HOW TO COMPLETE THIS TASK —
Where in the entries below does "SubscriptionRepositoryTrait" appear? Copy every line that has it.

(Records contained in a dataset)
+-------+
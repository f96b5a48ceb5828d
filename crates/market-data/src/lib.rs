//! Stockboard Market Data Crate
//!
//! Batch price lookup for the portfolio dashboard.
//!
//! # Architecture
//!
//! ```text
//! +------------------+
//! | holding symbols  |  (as the user typed them)
//! +------------------+
//!          |
//!          v
//! +------------------+
//! |  SymbolResolver  |  (005930 -> 005930.KS)
//! +------------------+
//!          |
//!          v
//! +------------------+
//! |  QuoteAdapter    |  (dedupe, timeout, bounded retry, key mapping)
//! +------------------+
//!          |
//!          v
//! +------------------+
//! |  QuoteProvider   |  (dashboard /portfolio/prices)
//! +------------------+
//!          |
//!          v
//! +------------------+
//! |   QuoteBatch     |  (quotes keyed by holding symbol + outcome)
//! +------------------+
//! ```
//!
//! # Core Types
//!
//! - [`Quote`] - Latest price for one symbol
//! - [`QuoteAdapter`] - Fail-closed batch lookup
//! - [`QuoteBatch`] / [`BatchOutcome`] - Result of one lookup
//! - [`CurrencyTag`] - Domestic / foreign display classification

pub mod adapter;
pub mod errors;
pub mod models;
pub mod provider;
pub mod resolver;

pub use adapter::{AdapterConfig, BatchOutcome, FetchFailure, QuoteAdapter, QuoteBatch};

pub use errors::{MarketDataError, RetryBudget, RetryClass, RetryState};

pub use models::{Currency, ProviderId, ProviderSymbol, Quote, QuoteMap};

pub use resolver::{
    classify_symbol_currency, strip_exchange_suffix, CurrencyTag, SymbolResolver,
    DOMESTIC_EXCHANGE_SUFFIX,
};

pub use provider::dashboard::DashboardQuoteProvider;
pub use provider::QuoteProvider;
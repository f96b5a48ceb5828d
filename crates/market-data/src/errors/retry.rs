use std::time::Duration;

/// Classification for retry policy.
///
/// | Class | Spend another attempt? |
/// |-------|------------------------|
/// | `Never` | No, the cycle fails with this error |
/// | `WithBackoff` | Yes, if the [`RetryBudget`] still has attempts left |
#[derive(Clone, Copy, Debug, Eq, PartialEq)]
pub enum RetryClass {
    /// Never retry - bad token, malformed response, or provider-side failure.
    Never,

    /// Transient failure such as a timeout or a 429.
    WithBackoff,
}

/// State reported by [`RetryBudget::next_attempt`].
#[derive(Clone, Copy, Debug, Eq, PartialEq)]
pub enum RetryState {
    /// Another attempt may be made. `attempt` is 1-based.
    Ready { attempt: u32 },
    /// Terminal: every attempt has been spent.
    Exhausted,
}

/// Bounded retry counter.
///
/// Counts attempts up to `1 + max_retries` and then stays in
/// [`RetryState::Exhausted`]. Backoff doubles per attempt starting from
/// `base_backoff`.
#[derive(Clone, Debug)]
pub struct RetryBudget {
    max_attempts: u32,
    attempts: u32,
    base_backoff: Duration,
}

impl RetryBudget {
    pub fn new(max_retries: u32, base_backoff: Duration) -> Self {
        Self {
            max_attempts: max_retries.saturating_add(1),
            attempts: 0,
            base_backoff,
        }
    }

    /// Consume one attempt.
    pub fn next_attempt(&mut self) -> RetryState {
        if self.attempts >= self.max_attempts {
            return RetryState::Exhausted;
        }
        self.attempts += 1;
        RetryState::Ready {
            attempt: self.attempts,
        }
    }

    /// Whether a further call to `next_attempt` would return `Ready`.
    pub fn has_remaining(&self) -> bool {
        self.attempts < self.max_attempts
    }

    pub fn attempts(&self) -> u32 {
        self.attempts
    }

    /// Delay to wait before the next attempt.
    pub fn backoff(&self) -> Duration {
        let exponent = self.attempts.saturating_sub(1).min(6);
        self.base_backoff.saturating_mul(1 << exponent)
    }
}
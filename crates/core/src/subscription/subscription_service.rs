use std::sync::{Arc, RwLock};
use std::time::Duration;

use log::{debug, warn};
use tokio::time::Instant;

use super::subscription_model::SubscriptionStatus;
use super::subscription_traits::SubscriptionRepositoryTrait;
use crate::constants::SUBSCRIPTION_CACHE_TTL_SECS;

/// Cached plan lookup.
///
/// A failed lookup, including an expired session, reports the free tier and
/// is not cached, so the next call asks the server again.
pub struct SubscriptionService {
    repository: Arc<dyn SubscriptionRepositoryTrait>,
    ttl: Duration,
    cached: RwLock<Option<(SubscriptionStatus, Instant)>>,
}

impl SubscriptionService {
    pub fn new(repository: Arc<dyn SubscriptionRepositoryTrait>) -> Self {
        Self::with_ttl(repository, Duration::from_secs(SUBSCRIPTION_CACHE_TTL_SECS))
    }

    pub fn with_ttl(repository: Arc<dyn SubscriptionRepositoryTrait>, ttl: Duration) -> Self {
        Self {
            repository,
            ttl,
            cached: RwLock::new(None),
        }
    }

    fn cached_status(&self) -> Option<SubscriptionStatus> {
        let cached = self
            .cached
            .read()
            .unwrap_or_else(|poisoned| poisoned.into_inner());
        let fresh = cached
            .as_ref()
            .filter(|(_, fetched_at)| fetched_at.elapsed() < self.ttl)
            .map(|(status, _)| status.clone());
        fresh
    }

    pub async fn status(&self) -> SubscriptionStatus {
        if let Some(status) = self.cached_status() {
            return status;
        }

        match self.repository.get_status().await {
            Ok(status) => {
                debug!("Subscription status: {:?}", status.tier);
                *self
                    .cached
                    .write()
                    .unwrap_or_else(|poisoned| poisoned.into_inner()) =
                    Some((status.clone(), Instant::now()));
                status
            }
            Err(e) => {
                warn!("Subscription lookup failed, assuming free tier: {}", e);
                SubscriptionStatus::free()
            }
        }
    }

    pub async fn is_premium(&self) -> bool {
        self.status().await.is_premium()
    }

    /// Forgets the cached status.
    pub fn invalidate(&self) {
        *self
            .cached
            .write()
            .unwrap_or_else(|poisoned| poisoned.into_inner()) = None;
    }
}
+-------+
ANSWER AREA —
use super::subscription_traits::SubscriptionRepositoryTrait;
    repository: Arc<dyn SubscriptionRepositoryTrait>,
    pub fn new(repository: Arc<dyn SubscriptionRepositoryTrait>) -> Self {
    pub fn with_ttl(repository: Arc<dyn SubscriptionRepositoryTrait>, ttl: Duration) -> Self {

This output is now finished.